“The language of birds is very ancient, and like other ancient modes of speech, very elliptical: little is said, but much is meant and understood…” -Gilbert White
Jhenna Quinn Lewis’s paintings are nothing short of delicate beauty and quiet mystery. Working in a bedroom-turned studio with a large window allowing for scrub jays to visit, Lewis surrounds herself with items that inspire her work from antique Japanese and Chinese bowls, to white lanterns, glass bottles, and books, many which will appear in her paintings. She also collects items from her daily walks in the hills: branches, leaves, feathers, bird’s nests, and stones. In the spirit of those daily walks, Lewis’s paintings invite viewers to slow down, be patient, look, and walk away with a sense of peace. To do this, she focuses on simple subject matter allowing everything else around it to soften and fall away.

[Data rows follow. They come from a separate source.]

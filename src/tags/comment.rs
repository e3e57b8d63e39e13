use crate::Result;
use crate::context::Context;
use crate::tpl::{Block, Node, Tag};

/// Parses its body and never renders it.
#[derive(Debug, Default)]
struct Comment {
    nodelist: Vec<Node>,
}

pub(crate) fn comment(_tag: &str, _markup: &str) -> Result<Box<dyn Block>> {
    Ok(Box::new(Comment::default()))
}

impl Tag for Comment {
    fn render(&self, _ctx: &mut Context<'_>, _out: &mut String) -> Result<()> {
        Ok(())
    }
}

impl Block for Comment {
    fn nodelist(&mut self) -> &mut Vec<Node> {
        &mut self.nodelist
    }

    // Commented-out clauses such as a stray `else` are accepted.
    fn unknown_tag(&mut self, _tag: &str, _markup: &str) -> Result<()> {
        Ok(())
    }
}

“I include only what I feel is necessary to impart a meditative thought or feeling,” she says.
In fact, from Lewis’s earliest memories, she has always had an inherent fascination to express what she sees and to translate it, capturing a wondrous glimpse of a moment held in time. Drawing inspiration from Japanese masters such as Utagawa Hiroshige, Uta Maro, and Hasegawa Tõhaku, Lewis practices the tenets of wabi sabi, the adherence to beauty in the imperfect, the impermanent, and the austere. She also blends a reverence for nature with the poignant beauty of imperfection and impermanence along with the enchanting and whimsical quality of fairytales and a sense of mystery.